I disagree. I have been watching the discussion of the possible uses for
that last member of a Quad and it seems there is disagreement as to whether
that member should be A) An IRI pointing to additional metadata (as you seem
to suggest here), or B) merely a label to indicate which "layer" a triple
should be on or which "space" said triple should be considered to be in. The
latter limits each triple to being in only one layer. Or, if two quads exist
that are identical except for the last member, how is one to know that they
are truly intended to be the same node that spans two different layers or if
they are supposed to be independent? Quads add more data but also simply
move the ambiguity a step or two to the right while actually multiplying
said ambiguity. 

Relying on the "HTTP model" - wherein I suppose you mean the IRI of the
fourth member of the quad is actually a URL pointing to metadata about the
triple - utterly depends on either A) all those other web pages to be
available each and every time the data needs to be processed or B) the data
on those web pages to be cached within some extension of an RDF data store.
It also requires either a separate web page for each triple posted on the
internet or for a set of different fragments within one large web page
describing a set of RDF data. 

I have to say here: Seriously? Does the RDF community really think it is
simpler to: A) Require processors and data stores to handle a possible
additional element (that fourth element that makes a triple into a quad)? B)
Require the creation and subsequent repeated dereferencing of perhaps
thousands of additional separate web pages which hold that metadata? C)
Cause ambiguity as to whether that IRI should be dereferenced for metadata
or merely used as a label for a "layer" or "space"? ... All as opposed to
simply allowing use of the query string in existing IRIs? A change that will
be immensely easier for developers of processors to program around - if they
choose to ignore it - because all they have to do is ignore the query string
if they want to maintain the status quo (remember, no one uses the query
string because it is currently of no useful significance). A change that
will keep the meta-metadata with the triple itself. And a change that will
allow meta-metadata to be included with the triple while ALSO allowing
labels to be applied to the triple to indicate which "layer" they should be
on. Yes, it is possible to turn left by making three rights - and it may be
necessary every once in a while - but would you really want to get around
town that way all the time?


> 
> 2) RDF is entirely Boolean.
> 
> Not quite, "true" vs. "unknown" is a slightly different 
> species.

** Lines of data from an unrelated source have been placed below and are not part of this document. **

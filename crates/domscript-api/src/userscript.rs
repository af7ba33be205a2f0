use domscript_patterns::escape_js;
use serde::Serialize;

use crate::script_store::SavedScript;

/// Installable userscript for a saved snippet
#[derive(Debug, Clone, PartialEq, Serialize)]
pub struct Userscript {
    pub userscript: String,
    pub filename: String,
}

impl Userscript {
    pub fn from_script(script: &SavedScript) -> Self {
        Self {
            userscript: render(script),
            filename: format!(
                "script_{}_{}.user.js",
                script.id,
                safe_filename(&script.prompt)
            ),
        }
    }
}

/// Keep alphanumerics, space, `-` and `_`, trim trailing spaces, then
/// replace spaces with underscores.
pub fn safe_filename(prompt: &str) -> String {
    let kept: String = prompt
        .chars()
        .filter(|c| c.is_alphanumeric() || matches!(c, ' ' | '-' | '_'))
        .collect();
    kept.trim_end().replace(' ', "_")
}

/// Header and comment lines cannot contain line breaks
fn one_line(text: &str) -> String {
    text.replace(['\r', '\n', '\u{2028}', '\u{2029}'], " ")
}

fn render(script: &SavedScript) -> String {
    let prompt = one_line(&script.prompt);
    format!(
        "// ==UserScript==
// @name         Auto-generated: {prompt}
// @namespace    domscript
// @version      1.0
// @description  Generated by DomScript
// @match        *://*/*
// @grant        none
// ==/UserScript==

(function() {{
    'use strict';

    // Generated code for: {prompt}
    // Source: {source}
    // Platform: {platform}
    {code}

    console.log('Userscript executed: {logged}');
}})();",
        source = one_line(&script.source),
        platform = one_line(&script.platform),
        code = script.code,
        logged = escape_js(&script.prompt),
    )
}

But I had exactly the same kind of issue with RDF 
> when I first encountered it, and others have been there 
> before. I believe Aaron Swartz came up with a property 
> :kindaLike. But the fact that you can put numeric values in 
> literals mean that it is possible to connect to 
> number-crunching systems. I'd suggest that putting

Adding a numeric value in a literal only connects that value to a subject.
It does not associate it with a particular triple that contains said
subject. If I want to say that Jim foaf:knows(100%) Sally but that Jim
foaf:knows(50%) Bill, your solution provides no means of doing that other
than putting the metadata in an entirely separate file. Please explain to me
how that is simpler to process and easier for web authors to write into
their web pages or RDF files.



> 3) RDF is fragile and impermanent.
> 
> It's more or less as fragile and impermanent as Platonic 
> solids (though YMMV as far as specs and mindshare are 
> concerned :) But I agree very much that dependency on HTTP's 
> dependency on DNS is troublesome.

I fail to see how the stability of the internet can be compared to a
geometrical construct.


> 4) Blank Nodes are too ambiguous yet not fuzzy enough
> 
> Then don't use them :)

That is not a solution. Blank nodes are often absolutely required in order
to create the more complicated data structures that TBL promised we would be
able to create using the much simpler and easier to program around "triple."
Yet, once one has created a blank node - either implicitly through chaining
or explicitly through the use of _:name - it is impossible to tell for
certain whether a blank node in one data source (be it a web page or a
triple store) is really, REALLY the same as another blank node in another
data source... Especially after long periods of time. 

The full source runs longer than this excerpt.